The Apollo's regen system is impressive and genuinely usable as a primary brake in most urban riding. It's smooth, adjustable and does a decent job slowing you without touching the levers. But when you really need to haul the scooter down from top speed, the drum brakes simply don't deliver the same immediate, sharp confidence as a good set of hydraulics. For commuting, they're fine and low-maintenance.
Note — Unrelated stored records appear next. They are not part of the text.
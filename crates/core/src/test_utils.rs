use serde_json::json;
use types::{Interval, ScheduleConfig, TimeSlot};

use crate::schedule::Schedule;

pub fn slot(day: &str, start: u32, end: u32) -> TimeSlot {
    TimeSlot::new(day, Interval::new(start, end))
}

fn config(value: serde_json::Value) -> ScheduleConfig {
    serde_json::from_value(value).expect("fixture config")
}

/// One room, one teacher, one slot; `students` decides feasibility.
pub fn single_slot_config(students: u32) -> ScheduleConfig {
    config(json!({
        "days": ["Mon"],
        "intervals": [{"start": 8, "end": 10}],
        "courses": [{"name": "Math", "students": students}],
        "classrooms": [{"name": "R1", "capacity": 30, "subjects": ["Math"]}],
        "teachers": [{"name": "Ana", "courses": ["Math"]}]
    }))
}

pub fn two_slot_config() -> ScheduleConfig {
    config(json!({
        "days": ["Mon"],
        "intervals": [{"start": 8, "end": 10}, {"start": 10, "end": 12}],
        "courses": [
            {"name": "Math", "students": 20},
            {"name": "Art", "students": 10}
        ],
        "classrooms": [{"name": "R1", "capacity": 30, "subjects": ["Math", "Art"]}],
        "teachers": [
            {"name": "Ana", "courses": ["Math"]},
            {"name": "Bob", "courses": ["Math", "Art"]}
        ]
    }))
}

/// Ana prefers Mon 10-12 only, Bob prefers Mon 8-10 only.
pub fn preference_config() -> ScheduleConfig {
    config(json!({
        "days": ["Mon"],
        "intervals": [{"start": 8, "end": 10}, {"start": 10, "end": 12}],
        "courses": [
            {"name": "Math", "students": 20},
            {"name": "Art", "students": 20}
        ],
        "classrooms": [
            {"name": "R1", "capacity": 30, "subjects": ["Math", "Art"]},
            {"name": "R2", "capacity": 25, "subjects": ["Math"]}
        ],
        "teachers": [
            {"name": "Ana", "courses": ["Math"], "constraints": ["!8-10"]},
            {"name": "Bob", "courses": ["Art", "Math"], "constraints": ["!10-12"]}
        ]
    }))
}

/// Both teachers can teach both courses and only like Mon 12-14.
pub fn trade_config() -> ScheduleConfig {
    config(json!({
        "days": ["Mon"],
        "intervals": [
            {"start": 8, "end": 10},
            {"start": 10, "end": 12},
            {"start": 12, "end": 14}
        ],
        "courses": [
            {"name": "Math", "students": 20},
            {"name": "Art", "students": 20}
        ],
        "classrooms": [
            {"name": "R1", "capacity": 30, "subjects": ["Math", "Art"]},
            {"name": "R2", "capacity": 30, "subjects": ["Math", "Art"]}
        ],
        "teachers": [
            {"name": "Ana", "courses": ["Math", "Art"], "constraints": ["!8-12"]},
            {"name": "Bob", "courses": ["Math", "Art"], "constraints": ["!8-12"]}
        ]
    }))
}

pub fn feasible_config() -> ScheduleConfig {
    config(json!({
        "days": ["Mon", "Tue"],
        "intervals": [{"start": 8, "end": 10}, {"start": 10, "end": 12}],
        "courses": [
            {"name": "Math", "students": 40},
            {"name": "Art", "students": 20}
        ],
        "classrooms": [
            {"name": "R1", "capacity": 30, "subjects": ["Math", "Art"]},
            {"name": "R2", "capacity": 25, "subjects": ["Math"]}
        ],
        "teachers": [
            {"name": "Ana", "courses": ["Math"]},
            {"name": "Bob", "courses": ["Art", "Math"], "constraints": ["!Tue"]}
        ]
    }))
}

/// Every placement is booked in its classroom and teacher, and the ledgers
/// hold nothing else.
pub fn assert_consistent(schedule: &Schedule) {
    let mut per_room = std::collections::HashMap::<&str, usize>::new();
    let mut per_teacher = std::collections::HashMap::<&str, usize>::new();
    for (course, placements) in schedule.assignments() {
        for p in placements {
            let room = schedule.classroom(&p.classroom).expect("known classroom");
            let courses = room.occupancy().courses_at(&p.slot).unwrap_or_default();
            assert!(
                courses.contains(course),
                "{course} missing from {} at {}",
                p.classroom,
                p.slot
            );
            let teacher = schedule.teacher(&p.teacher).expect("known teacher");
            let courses = teacher.occupancy().courses_at(&p.slot).unwrap_or_default();
            assert!(
                courses.contains(course),
                "{course} missing from {} at {}",
                p.teacher,
                p.slot
            );
            *per_room.entry(room.name()).or_default() += 1;
            *per_teacher.entry(teacher.name()).or_default() += 1;
        }
    }
    for room in schedule.classrooms() {
        assert_eq!(room.occupancy().bookings(), per_room.get(room.name()).copied().unwrap_or(0));
    }
    for teacher in schedule.teachers() {
        assert_eq!(
            teacher.occupancy().bookings(),
            per_teacher.get(teacher.name()).copied().unwrap_or(0)
        );
    }
}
For aggressive riding, you'll occasionally wish for more bite.

Battery & Range

Both scooters carry big batteries by commuter standards, enough that most people will run out of time before they run out of charge.

The Apollo Pro's pack sits in the mid-1.500 Wh ballpark, using quality cells and a smart BMS that talks to the app. Ridden enthusiastically-dual motors, decent speed, normal city stop-and-go-you're realistically looking at a solid half-day of heavy urban use or a generous one-way commute with plenty in reserve. Ride gently in eco modes and you can stretch it, but that's not why you bought a big dual-motor scooter, is it?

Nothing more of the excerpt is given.